Reen Nalli (born February 8, 1951) is an American music executive. She is the current president of A&R Consultants. She has worked with the likes of INXS, Blue October, and India.Arie.

==Early life and career==
Reen Nalli was born in Detroit, Michigan, United States, and attended Belleville High School. Her family owned and operated a music store called Al Nalli Music in Ann Arbor where she worked after school. She attended Eastern Michigan University but never graduated.

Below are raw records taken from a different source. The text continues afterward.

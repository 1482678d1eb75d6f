//! Reply generation
//!
//! One branch per intent. Every display string comes from the active
//! dictionary under `chatbot.*`; intents without copy of their own are
//! answered like `default`.

use vendchat_config::ContactConfig;
use vendchat_core::{Action, ActionEffect, IntentKind, Message, MessageId, Translator, Vars};

use crate::preferences::Preferences;

/// Stable action identifiers
pub mod action_ids {
    pub const REQUEST_QUOTE: &str = "request-quote";
    pub const VIEW_PRODUCTS: &str = "view-products";
    pub const WHATSAPP: &str = "whatsapp";
    pub const EMAIL: &str = "email";
}

const GREETING_CHIPS: &[&str] = &["pricing", "products", "getQuote", "contact"];
const PRODUCTS_CHIPS: &[&str] = &["features", "pricing", "industries"];
const FEATURES_CHIPS: &[&str] = &["products", "pricing", "getQuote"];
const INDUSTRIES_CHIPS: &[&str] = &["products", "installation", "getQuote"];
const DEFAULT_CHIPS: &[&str] = &["products", "pricing", "contact", "getQuote"];

/// Builds bot replies for detected intents
#[derive(Debug, Clone, Default)]
pub struct ResponseGenerator {
    contact: ContactConfig,
}

impl ResponseGenerator {
    pub fn new(contact: ContactConfig) -> Self {
        Self { contact }
    }

    /// Opening message shown when the widget opens
    pub fn welcome(&self, id: MessageId, t: &dyn Translator) -> Message {
        Message::bot_text(id, t.t("chatbot.welcome"))
    }

    /// Reply to a classified turn
    pub fn generate(
        &self,
        id: MessageId,
        intent: IntentKind,
        preferences: &Preferences,
        t: &dyn Translator,
    ) -> Message {
        match intent {
            IntentKind::Greeting => suggestions(id, t, "greeting", GREETING_CHIPS),
            IntentKind::Products => suggestions(id, t, "products", PRODUCTS_CHIPS),
            IntentKind::Features => suggestions(id, t, "features", FEATURES_CHIPS),
            IntentKind::Industries => suggestions(id, t, "industries", INDUSTRIES_CHIPS),
            IntentKind::Contact => self.contact_reply(id, t),
            IntentKind::Pricing => self.pricing_reply(id, preferences, t),
            IntentKind::Quote => Message::bot_actions(
                id,
                t.t("chatbot.responses.quote"),
                vec![request_quote(t)],
            ),
            IntentKind::Support
            | IntentKind::Company
            | IntentKind::Installation
            | IntentKind::Maintenance
            | IntentKind::Payment
            | IntentKind::Analytics
            | IntentKind::Default => suggestions(id, t, "default", DEFAULT_CHIPS),
        }
    }

    fn pricing_reply(
        &self,
        id: MessageId,
        preferences: &Preferences,
        t: &dyn Translator,
    ) -> Message {
        let text = match &preferences.budget_signal {
            Some(budget) => t.t_with(
                "chatbot.responses.pricingPersonalized",
                Some(&Vars::new().with("budget", budget)),
            ),
            None => t.t("chatbot.responses.pricing"),
        };

        Message::bot_actions(
            id,
            text,
            vec![
                request_quote(t),
                Action::secondary(
                    action_ids::VIEW_PRODUCTS,
                    t.t("chatbot.actions.viewProducts"),
                    ActionEffect::Navigate {
                        path: self.contact.products_path.clone(),
                    },
                ),
            ],
        )
    }

    fn contact_reply(&self, id: MessageId, t: &dyn Translator) -> Message {
        Message::bot_actions(
            id,
            t.t("chatbot.responses.contact"),
            vec![
                Action::primary(
                    action_ids::WHATSAPP,
                    t.t("chatbot.actions.whatsapp"),
                    ActionEffect::OpenExternal {
                        url: self.whatsapp_url(&t.t("chatbot.whatsappMessage")),
                    },
                ),
                Action::secondary(
                    action_ids::EMAIL,
                    t.t("chatbot.actions.email"),
                    ActionEffect::OpenExternal {
                        url: self.mailto_url(&t.t("chatbot.emailSubject")),
                    },
                ),
            ],
        )
    }

    /// WhatsApp deep link with a prefilled message
    pub fn whatsapp_url(&self, message: &str) -> String {
        format!(
            "https://wa.me/{}?text={}",
            self.contact.whatsapp_number,
            urlencoding::encode(message)
        )
    }

    pub fn mailto_url(&self, subject: &str) -> String {
        format!("mailto:{}?subject={}", self.contact.email, urlencoding::encode(subject))
    }
}

fn suggestions(id: MessageId, t: &dyn Translator, response: &str, chips: &[&str]) -> Message {
    Message::bot_suggestions(
        id,
        t.t(&format!("chatbot.responses.{}", response)),
        chips
            .iter()
            .map(|chip| t.t(&format!("chatbot.suggestions.{}", chip)))
            .collect(),
    )
}

fn request_quote(t: &dyn Translator) -> Action {
    Action::primary(
        action_ids::REQUEST_QUOTE,
        t.t("chatbot.actions.getQuote"),
        ActionEffect::RequestQuote,
    )
}
//! Sales assistant engine
//!
//! Features:
//! - Keyword intent detection over the utterance and recent context
//! - Budget and industry preference signals
//! - Localized replies with suggestion chips and action buttons
//! - Conversation sessions (idle, welcomed, conversing)
//! - Chat widget runtime with simulated typing and cancellable replies

pub mod context;
pub mod delay;
pub mod engine;
pub mod intent;
pub mod preferences;
pub mod response;
pub mod session;
pub mod widget;

pub use context::RecentContext;
pub use delay::TypingDelay;
pub use engine::{ChatEngine, TurnOutcome};
pub use intent::{DetectedIntent, IntentDetector, IntentScore};
pub use preferences::{PreferenceExtractor, Preferences};
pub use response::{action_ids, ResponseGenerator};
pub use session::{ConversationSession, SessionState};
pub use widget::{ChatWidget, WidgetEvent};

use thiserror::Error;

/// Agent errors
#[derive(Error, Debug)]
pub enum AgentError {
    #[error("Message is empty")]
    EmptyMessage,

    #[error("Assistant is still typing")]
    Busy,

    #[error("Chat widget is closed")]
    Closed,

    #[error("Unknown action: {0}")]
    UnknownAction(String),

    #[error("Configuration error: {0}")]
    Config(String),
}

impl From<vendchat_config::ConfigError> for AgentError {
    fn from(err: vendchat_config::ConfigError) -> Self {
        AgentError::Config(err.to_string())
    }
}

==Career at Big Tree Records==
In 1971 Nalli traveled to New York to learn the record business after her brother, Al Nalli signed Brownsville Station (band) to Big Tree Records. This is where she met Dick Webber who would introduce her to Doug Morris who became one of Nalli's mentors. Years later, after working as a receptionist she worked her way up within the company and was given the position of National Promotion Director when Dick Webber left the label.

==ATCO Records==
After Morris sold Big Tree Records he became the President of the revised ATCO Records making Nalli his Vice President in 1979. Nalli was in charge of promoting, marketing, and publicizing the label's roster including Pete Townsend's solo project as well as overseeing all of Atlantic's custom labels, such as Led Zeppelin's Swan Song Records, the Rolling Stones’ Rolling Stones Records, and Stevie Nick's Modern Records.
Nalli signed the band Yes to ATCO, reviving their career with the release of their album 90125, which ended up being the biggest record of their career and spent most of 1984 in Billboards Top 10.
In 1981 Nalli brought the Australian rock band INXS to ATCO and they released Shabooh Shoobah, which ended up going gold. In 1987 they released their biggest selling album Kick which went Platinum six times in the US and had four Top Ten hits including the number one hit “Need You Tonight”. Doug Morris became the President of Atlantic Records and in 1981 Nalli became the head of ATCO Records.

==Universal Music Group to present==
After 14 years, Nalli returned to Ann Arbor where she began A&R Consultants a grassroots marketing and promotion company doing work with various labels such as Atlantic Records, Interscope, Geffen, and Epic. She eventually closed the doors on her company and returned to her family's music store Nalli Music in the 1990s. She would later relocate to Nashville to begin working as a consultant for Universal Music Group.

She brought a number of artists to Universal Music Group including Platinum selling rock band Blue October. One of Nalli's greatest finds would be neo-soul songstress India.Arie, who she found after her 1999 Lilith Fair performance. Nalli then brought Arie to Nashville to begin working on her music and in 2001 her debut Acoustic Soul was RIAA Double Platinum Certified.

Nalli reopened A&R Consultants in 2001 as a consulting and management company working with artists such as Griffin House, Joe Robinson, Kris Thomas, and Luis Resto (musician).

In 2014, an Australian miniseries called INXS: Never Tear Us Apart based on the rise of INXS was broadcast. It featured Australian actress Jacinta Stapleton in the role of Nalli.